-- Opening Marker --

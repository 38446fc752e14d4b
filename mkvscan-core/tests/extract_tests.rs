// mkvscan-core/tests/extract_tests.rs
//
// Exercises metadata extraction against synthetic ffprobe JSON, without
// touching a real ffprobe binary.

use mkvscan_core::{ProbeOutput, QualityTier, TierLadder, extract_record, parse_probe_output};

fn probe_from_json(raw: &str) -> ProbeOutput {
    parse_probe_output(raw.as_bytes()).expect("test JSON should parse")
}

#[test]
fn test_full_record_extraction() {
    let probe = probe_from_json(
        r#"{
            "streams": [
                {
                    "index": 0,
                    "codec_type": "video",
                    "codec_name": "h264",
                    "width": 1920,
                    "height": 1080,
                    "avg_frame_rate": "24000/1001"
                },
                {
                    "index": 1,
                    "codec_type": "audio",
                    "codec_name": "aac",
                    "tags": { "language": "eng" }
                },
                {
                    "index": 2,
                    "codec_type": "audio",
                    "codec_name": "flac",
                    "tags": { "language": "jpn" }
                },
                {
                    "index": 3,
                    "codec_type": "subtitle",
                    "codec_name": "subrip",
                    "tags": { "language": "eng" }
                }
            ]
        }"#,
    );

    let record = extract_record("movie.mkv", &probe, &TierLadder::default());

    assert_eq!(record.display_name, "movie.mkv");
    assert_eq!(record.width, Some(1920));
    assert_eq!(record.height, Some(1080));
    assert_eq!(record.resolution().as_deref(), Some("1920x1080"));
    assert_eq!(record.frame_rate.as_deref(), Some("23.976"));
    assert_eq!(record.video_codec.as_deref(), Some("h264"));
    assert_eq!(record.quality, QualityTier::Fhd);
    assert_eq!(record.audio_tracks, vec!["eng (aac)", "jpn (flac)"]);
    assert_eq!(record.subtitle_tracks, vec!["eng (subrip)"]);
}

#[test]
fn test_audio_track_order_is_preserved_not_sorted() {
    let probe = probe_from_json(
        r#"{
            "streams": [
                { "codec_type": "audio", "codec_name": "flac", "tags": { "language": "jpn" } },
                { "codec_type": "audio", "codec_name": "aac", "tags": { "language": "eng" } }
            ]
        }"#,
    );

    let record = extract_record("a.mkv", &probe, &TierLadder::default());
    assert_eq!(record.audio_tracks, vec!["jpn (flac)", "eng (aac)"]);
}

#[test]
fn test_only_first_video_stream_is_consulted() {
    let probe = probe_from_json(
        r#"{
            "streams": [
                { "codec_type": "video", "codec_name": "hevc", "width": 3840, "height": 2160, "avg_frame_rate": "24/1" },
                { "codec_type": "video", "codec_name": "mjpeg", "width": 640, "height": 360 }
            ]
        }"#,
    );

    let record = extract_record("uhd.mkv", &probe, &TierLadder::default());
    assert_eq!(record.width, Some(3840));
    assert_eq!(record.video_codec.as_deref(), Some("hevc"));
    assert_eq!(record.quality, QualityTier::FourK);
    assert_eq!(record.frame_rate.as_deref(), Some("24"));
}

#[test]
fn test_untagged_tracks_default_to_und() {
    let probe = probe_from_json(
        r#"{
            "streams": [
                { "codec_type": "audio", "codec_name": "ac3" },
                { "codec_type": "audio", "tags": { "language": "fra" } }
            ]
        }"#,
    );

    let record = extract_record("a.mkv", &probe, &TierLadder::default());
    assert_eq!(record.audio_tracks, vec!["und (ac3)", "fra"]);
}

#[test]
fn test_no_video_stream_yields_unknown_tier() {
    let probe = probe_from_json(
        r#"{
            "streams": [
                { "codec_type": "audio", "codec_name": "opus", "tags": { "language": "eng" } }
            ]
        }"#,
    );

    let record = extract_record("audio-only.mkv", &probe, &TierLadder::default());
    assert_eq!(record.width, None);
    assert_eq!(record.quality, QualityTier::Unknown);
    assert_eq!(record.resolution(), None);
    assert_eq!(record.audio_tracks, vec!["eng (opus)"]);
}

#[test]
fn test_zero_over_zero_frame_rate_is_absent() {
    let probe = probe_from_json(
        r#"{
            "streams": [
                { "codec_type": "video", "width": 1280, "height": 720, "avg_frame_rate": "0/0" }
            ]
        }"#,
    );

    let record = extract_record("v.mkv", &probe, &TierLadder::default());
    assert_eq!(record.frame_rate, None);
    assert_eq!(record.quality, QualityTier::Hd);
}

#[test]
fn test_negative_dimensions_degrade_to_absent() {
    let probe = probe_from_json(
        r#"{
            "streams": [
                { "codec_type": "video", "codec_name": "h264", "width": -1, "height": 1080 }
            ]
        }"#,
    );

    let record = extract_record("bad.mkv", &probe, &TierLadder::default());
    assert_eq!(record.width, None);
    assert_eq!(record.height, Some(1080));
    assert_eq!(record.resolution(), None);
    assert_eq!(record.quality, QualityTier::Unknown);
}

#[test]
fn test_empty_probe_output_yields_unavailable_shape() {
    let probe = probe_from_json("{}");

    let record = extract_record("empty.mkv", &probe, &TierLadder::default());
    assert_eq!(record.width, None);
    assert_eq!(record.frame_rate, None);
    assert_eq!(record.video_codec, None);
    assert!(record.audio_tracks.is_empty());
    assert!(record.subtitle_tracks.is_empty());
    assert_eq!(record.quality, QualityTier::Unknown);
}

#[test]
fn test_record_serializes_tier_as_label() {
    let probe = probe_from_json(
        r#"{ "streams": [ { "codec_type": "video", "width": 2560, "height": 1440 } ] }"#,
    );

    let record = extract_record("wqhd.mkv", &probe, &TierLadder::default());
    let json = serde_json::to_value(&record).unwrap();
    assert_eq!(json["quality"], "2K");
    assert_eq!(json["width"], 2560);
    assert!(json["frame_rate"].is_null());
}
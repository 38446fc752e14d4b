// mkvscan-cli/src/output.rs
//
// Terminal rendering of scan results. TableSink is the CLI's implementation
// of the core's RecordSink trait, printing one aligned row per record as it
// arrives so partial results are visible while a batch is still running.

use mkvscan_core::{QualityTier, RecordSink, VideoRecord};
use owo_colors::OwoColorize;

/// Placeholder for every absent field.
pub const PLACEHOLDER: &str = "-";

/// Renders records as an aligned terminal table.
pub struct TableSink {
    colored: bool,
    header_printed: bool,
}

impl TableSink {
    pub fn new(colored: bool) -> Self {
        Self {
            colored,
            header_printed: false,
        }
    }

    fn print_header(&self) {
        let header = format!(
            "{:<32} {:>10} {:>8} {:>8} {:<10} {:<24} {}",
            "File", "Resolution", "Quality", "FPS", "Codec", "Audio", "Subtitles"
        );
        if self.colored {
            println!("{}", header.bold());
        } else {
            println!("{header}");
        }
        println!("{}", "-".repeat(header.len()));
    }

    /// Pads before coloring so ANSI codes do not break column alignment.
    fn tier_cell(&self, tier: QualityTier) -> String {
        let text = format!("{:>8}", tier.as_str());
        if !self.colored {
            return text;
        }
        match tier {
            QualityTier::FourK => text.magenta().to_string(),
            QualityTier::TwoK => text.blue().to_string(),
            QualityTier::Fhd => text.green().to_string(),
            QualityTier::Hd => text.cyan().to_string(),
            QualityTier::Sd => text.yellow().to_string(),
            QualityTier::Unknown => text.red().to_string(),
        }
    }
}

impl RecordSink for TableSink {
    fn record(&mut self, record: &VideoRecord) {
        if !self.header_printed {
            self.print_header();
            self.header_printed = true;
        }

        println!(
            "{:<32} {:>10} {} {:>8} {:<10} {:<24} {}",
            record.display_name,
            cell(record.resolution()),
            self.tier_cell(record.quality),
            cell(record.frame_rate.clone()),
            cell(record.video_codec.clone()),
            tracks_cell(&record.audio_tracks),
            tracks_cell(&record.subtitle_tracks),
        );
    }
}

fn cell(value: Option<String>) -> String {
    value.unwrap_or_else(|| PLACEHOLDER.to_string())
}

fn tracks_cell(tracks: &[String]) -> String {
    if tracks.is_empty() {
        PLACEHOLDER.to_string()
    } else {
        tracks.join(", ")
    }
}

/// Print an error message with red styling
pub fn print_error(message: &str) {
    eprintln!("{} {}", "Error:".red().bold(), message);
}
//! Quality tier classification from pixel width.

use serde::Serialize;
use std::fmt;

/// Human-readable quality tier derived from the width of the first video
/// stream. `Unknown` is only ever produced when the width itself is absent;
/// [`TierLadder::classify`] never returns it.
#[derive(Debug, Clone, Copy, PartialEq, Eq, Serialize)]
pub enum QualityTier {
    #[serde(rename = "4K")]
    FourK,
    #[serde(rename = "2K")]
    TwoK,
    #[serde(rename = "FHD")]
    Fhd,
    #[serde(rename = "HD")]
    Hd,
    #[serde(rename = "SD")]
    Sd,
    Unknown,
}

impl QualityTier {
    pub fn as_str(&self) -> &'static str {
        match self {
            QualityTier::FourK => "4K",
            QualityTier::TwoK => "2K",
            QualityTier::Fhd => "FHD",
            QualityTier::Hd => "HD",
            QualityTier::Sd => "SD",
            QualityTier::Unknown => "Unknown",
        }
    }
}

impl fmt::Display for QualityTier {
    fn fmt(&self, f: &mut fmt::Formatter<'_>) -> fmt::Result {
        f.pad(self.as_str())
    }
}

/// Ordered width-threshold table mapping pixel width to a quality tier.
///
/// Rungs are consulted top to bottom; the first whose minimum width is at or
/// below the probed width wins. The table is an injected value rather than a
/// hidden static so alternate tier schemes can be tested without touching the
/// classification logic.
#[derive(Debug, Clone)]
pub struct TierLadder {
    rungs: Vec<(u32, QualityTier)>,
}

impl Default for TierLadder {
    fn default() -> Self {
        Self::new(vec![
            (3840, QualityTier::FourK),
            (2560, QualityTier::TwoK),
            (1920, QualityTier::Fhd),
            (1280, QualityTier::Hd),
            (0, QualityTier::Sd),
        ])
    }
}

impl TierLadder {
    pub fn new(rungs: Vec<(u32, QualityTier)>) -> Self {
        Self { rungs }
    }

    /// Returns the tier for the given width. Total over u32: a ladder whose
    /// last rung has minimum 0 always matches, and a ladder without one falls
    /// back to `SD`.
    pub fn classify(&self, width: u32) -> QualityTier {
        self.rungs
            .iter()
            .find(|(min_width, _)| width >= *min_width)
            .map(|(_, tier)| *tier)
            .unwrap_or(QualityTier::Sd)
    }
}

-- Closing Marker --

» **What needs to be done**
In the listing above, find every line with the word "minimum" and copy it out.

» **Solution**
/// Rungs are consulted top to bottom; the first whose minimum width is at or
    /// last rung has minimum 0 always matches, and a ladder without one falls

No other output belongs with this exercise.